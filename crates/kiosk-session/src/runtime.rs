//! Event loop driving one kiosk station.
//!
//! [`KioskRuntime`] multiplexes four inputs on a single task:
//!
//! - input events from the [`InputSource`], decoded into scans
//! - operator commands sent through a [`RuntimeHandle`]
//! - the outcome of the service call in flight
//! - the outcome of the latest visit history request
//!
//! After each input the machine's queued effects are executed. Because the
//! loop owns the machine, there is never more than one writer.
//!
//! # Shutdown
//!
//! [`RuntimeHandle::shutdown`] retires the machine. The loop exits at the
//! next poll and drops any call still in flight, so a late outcome is never
//! applied. When the input source disconnects, the loop finishes the call in
//! flight (and any scan it dispatches) before returning.

use std::sync::Arc;

use futures::future::{BoxFuture, OptionFuture};
use kiosk_client::AttendanceApi;
use kiosk_core::{Error, KioskConfig, Liveness, Purpose, Result, StudentId, VisitRecord};
use kiosk_scanner::{InputEvent, InputSource, KeystrokeDecoder, ScanCode, canonicalize};
use tokio::sync::mpsc;
use tracing::{debug, error, info, warn};

use crate::effect::{Effect, ServiceCall, ServiceRequest, ServiceResponse, Ticket};
use crate::feedback::Feedback;
use crate::machine::SessionMachine;

const COMMAND_CAPACITY: usize = 16;

type CallFuture = BoxFuture<'static, (Ticket, Result<ServiceResponse>)>;
type HistoryFuture = BoxFuture<'static, (StudentId, Result<Vec<VisitRecord>>)>;

/// Input from the kiosk operator.
#[derive(Debug, Clone, PartialEq, Eq)]
pub enum OperatorCommand {
    ConfirmPurpose(Purpose),
    Cancel,
}

/// Control handle for a running [`KioskRuntime`]. Cheap to clone.
#[derive(Debug, Clone)]
pub struct RuntimeHandle {
    commands: mpsc::Sender<OperatorCommand>,
    liveness: Liveness,
}

impl RuntimeHandle {
    /// Confirm the visit purpose for the student on screen.
    ///
    /// # Errors
    ///
    /// Returns `Error::Disconnected` if the runtime has stopped.
    pub async fn confirm_purpose(&self, purpose: Purpose) -> Result<()> {
        self.send(OperatorCommand::ConfirmPurpose(purpose)).await
    }

    /// Dismiss the purpose prompt or the displayed result.
    ///
    /// # Errors
    ///
    /// Returns `Error::Disconnected` if the runtime has stopped.
    pub async fn cancel(&self) -> Result<()> {
        self.send(OperatorCommand::Cancel).await
    }

    /// Send a raw operator command.
    ///
    /// # Errors
    ///
    /// Returns `Error::Disconnected` if the runtime has stopped.
    pub async fn send(&self, command: OperatorCommand) -> Result<()> {
        self.commands
            .send(command)
            .await
            .map_err(|_| Error::Disconnected("kiosk runtime".to_string()))
    }

    /// Stop the runtime, discarding any call in flight.
    pub fn shutdown(&self) {
        self.liveness.retire();
    }

    pub fn is_running(&self) -> bool {
        self.liveness.is_alive() && !self.commands.is_closed()
    }
}

/// One kiosk station: scanner input, session machine and service client.
pub struct KioskRuntime<A, S, F> {
    api: Arc<A>,
    source: S,
    feedback: F,
    decoder: KeystrokeDecoder,
    machine: SessionMachine,
    commands: mpsc::Receiver<OperatorCommand>,
    history_limit: usize,
}

impl<A, S, F> KioskRuntime<A, S, F>
where
    A: AttendanceApi + 'static,
    S: InputSource,
    F: Feedback,
{
    pub fn new(api: Arc<A>, source: S, feedback: F, config: &KioskConfig) -> (Self, RuntimeHandle) {
        let (tx, rx) = mpsc::channel(COMMAND_CAPACITY);
        let machine = SessionMachine::new(config.kiosk.device_id.clone());
        let handle = RuntimeHandle {
            commands: tx,
            liveness: machine.liveness().clone(),
        };
        let runtime = Self {
            api,
            source,
            feedback,
            decoder: KeystrokeDecoder::with_gap_threshold(config.scanner.gap_threshold()),
            machine,
            commands: rx,
            history_limit: config.kiosk.history_limit,
        };
        (runtime, handle)
    }

    pub fn machine(&self) -> &SessionMachine {
        &self.machine
    }

    pub fn feedback(&self) -> &F {
        &self.feedback
    }

    /// Run until shutdown, or until the source disconnects and the call in
    /// flight has settled. Returns the feedback sink.
    ///
    /// # Errors
    ///
    /// Returns an error only for a non-recoverable source failure.
    pub async fn run(mut self) -> Result<F> {
        let shutdown = self.machine.liveness().clone();
        let mut call: Option<CallFuture> = None;
        let mut history: Option<HistoryFuture> = None;
        let mut source_open = true;

        info!(
            source = self.source.name(),
            device_id = self.machine.device_id(),
            "Kiosk runtime started"
        );
        self.feedback
            .announce(&self.machine.state().announcement());

        loop {
            if !source_open && call.is_none() {
                info!("Input source closed, stopping");
                break;
            }

            tokio::select! {
                biased;

                () = shutdown.retired() => {
                    info!("Shutdown requested");
                    break;
                }

                Some((ticket, result)) = OptionFuture::from(call.as_mut()) => {
                    call = None;
                    if let Err(e) = self.machine.complete(ticket, result) {
                        error!(%ticket, error = %e, "Failed to apply call outcome");
                    }
                }

                Some((student_id, result)) = OptionFuture::from(history.as_mut()) => {
                    history = None;
                    match result {
                        Ok(visits) => self.feedback.show_history(&student_id, &visits),
                        Err(e) => warn!(student_id = %student_id, error = %e, "History refresh failed"),
                    }
                }

                event = self.source.next_event(), if source_open => {
                    match event {
                        Ok(event) => self.handle_event(event),
                        Err(e) if e.is_disconnected() => {
                            info!(source = self.source.name(), "Input source disconnected");
                            source_open = false;
                        }
                        Err(e) => {
                            error!(source = self.source.name(), error = %e, "Input source failed");
                            self.machine.retire();
                            return Err(e.into());
                        }
                    }
                }

                Some(command) = self.commands.recv() => {
                    self.handle_command(command);
                }

                else => break,
            }

            self.run_effects(&mut call, &mut history);
        }

        self.machine.retire();
        let stats = self.decoder.stats();
        info!(
            scans = stats.scans_emitted,
            fragments_discarded = stats.fragments_discarded,
            overflows = stats.overflows,
            "Kiosk runtime stopped"
        );
        Ok(self.feedback)
    }

    fn handle_event(&mut self, event: InputEvent) {
        if let Some(code) = self.decoder.feed(event) {
            self.handle_scan(code);
        }
    }

    fn handle_scan(&mut self, code: ScanCode) {
        let raw_len = code.len();
        let Some(identifier) = canonicalize(code) else {
            debug!(raw_len, "Scan empty after sanitization");
            return;
        };
        info!(identifier = %identifier, "Scan decoded");
        if let Err(e) = self.machine.scan(identifier) {
            error!(error = %e, "Scan rejected");
        }
    }

    fn handle_command(&mut self, command: OperatorCommand) {
        debug!(?command, "Operator command");
        let outcome = match command {
            OperatorCommand::ConfirmPurpose(purpose) => self.machine.confirm_purpose(purpose),
            OperatorCommand::Cancel => self.machine.cancel(),
        };
        if let Err(e) = outcome {
            warn!(error = %e, "Operator command rejected");
        }
    }

    fn run_effects(&mut self, call: &mut Option<CallFuture>, history: &mut Option<HistoryFuture>) {
        let effects: Vec<Effect> = self.machine.drain_effects().collect();
        let mut announced = false;

        for effect in effects {
            match effect {
                Effect::Call(service_call) => {
                    if matches!(service_call.request, ServiceRequest::Resolve(_))
                        && history.take().is_some()
                    {
                        debug!("Dropping history refresh for the previous student");
                    }
                    *call = Some(self.dispatch(service_call));
                }
                Effect::Announce(text) => {
                    self.feedback.announce(&text);
                    announced = true;
                }
                Effect::Chime => self.feedback.chime(),
                Effect::RefreshHistory(student_id) => {
                    *history = Some(self.fetch_history(student_id));
                }
            }
        }

        if announced {
            self.feedback.state_changed(self.machine.state());
        }
    }

    fn dispatch(&self, call: ServiceCall) -> CallFuture {
        let api = Arc::clone(&self.api);
        let ServiceCall { ticket, request } = call;
        debug!(%ticket, request = request.name(), "Dispatching service call");

        Box::pin(async move {
            let result = match request {
                ServiceRequest::Resolve(identifier) => api
                    .resolve_scan(identifier)
                    .await
                    .map(ServiceResponse::Resolved),
                ServiceRequest::CheckIn {
                    student_id,
                    purpose,
                    device_id,
                } => api
                    .check_in(student_id, purpose, device_id)
                    .await
                    .map(ServiceResponse::Session),
                ServiceRequest::CheckOut {
                    student_id,
                    session_id,
                } => api
                    .check_out(student_id, session_id)
                    .await
                    .map(ServiceResponse::Session),
            };
            (ticket, result)
        })
    }

    fn fetch_history(&self, student_id: StudentId) -> HistoryFuture {
        let api = Arc::clone(&self.api);
        let limit = self.history_limit;
        Box::pin(async move {
            let result = api.visit_history(student_id.clone(), limit).await;
            (student_id, result)
        })
    }
}
//! Attendance session logic for the kiosk.
//!
//! [`SessionMachine`] models what the station is doing with the current
//! student: resolving a scan, prompting for a visit purpose, or showing a
//! result. [`KioskRuntime`] connects it to a scanner, the attendance service
//! and an operator-facing [`Feedback`] sink.

pub mod effect;
pub mod feedback;
pub mod machine;
pub mod runtime;
pub mod state;

pub use effect::{Effect, ServiceCall, ServiceRequest, ServiceResponse, Ticket};
pub use feedback::{Feedback, TracingFeedback};
pub use machine::SessionMachine;
pub use runtime::{KioskRuntime, OperatorCommand, RuntimeHandle};
pub use state::{Confirmation, SessionState, StateKind, StateTransition};
//! Operator-facing output of the kiosk.
//!
//! The runtime reports announcements, chimes and visit history through a
//! [`Feedback`] implementation. [`TracingFeedback`] writes them to the log,
//! which is what the command-line kiosk uses.

use kiosk_core::time::{format_clock, format_duration};
use kiosk_core::{StudentId, VisitRecord};
use tracing::info;

use crate::state::SessionState;

/// Sink for what the kiosk shows and says.
pub trait Feedback {
    /// Accessibility announcement for the state just entered.
    fn announce(&mut self, text: &str);

    /// Short audible confirmation after a check-in.
    fn chime(&mut self);

    /// Recent visits of the student on screen.
    fn show_history(&mut self, student_id: &StudentId, visits: &[VisitRecord]);

    /// Called once per batch of state changes with the resulting state.
    fn state_changed(&mut self, _state: &SessionState) {}
}

/// Feedback written to the `tracing` log.
#[derive(Debug, Default)]
pub struct TracingFeedback;

impl Feedback for TracingFeedback {
    fn announce(&mut self, text: &str) {
        info!(target: "kiosk::announce", "{text}");
    }

    fn chime(&mut self) {
        info!(target: "kiosk::announce", "*chime*");
    }

    fn show_history(&mut self, student_id: &StudentId, visits: &[VisitRecord]) {
        info!(student_id = %student_id, count = visits.len(), "Recent visits");
        for visit in visits {
            let time_in = visit.time_in.map(format_clock).unwrap_or_else(|| "--:--".to_string());
            let time_out = visit.time_out.map(format_clock).unwrap_or_else(|| "--:--".to_string());
            let duration = visit
                .duration()
                .map(format_duration)
                .unwrap_or_else(|| "-".to_string());
            info!(
                purpose = visit.purpose.as_deref().unwrap_or("-"),
                "{time_in} - {time_out} ({duration})"
            );
        }
    }

    fn state_changed(&mut self, state: &SessionState) {
        match state.student() {
            Some(student) => info!(state = %state, student = %student.display_name(), "Screen updated"),
            None => info!(state = %state, "Screen updated"),
        }
    }
}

### Your task
Determine the number of lines in the entries that contain "usize", then write that number alone.

### Written solution
2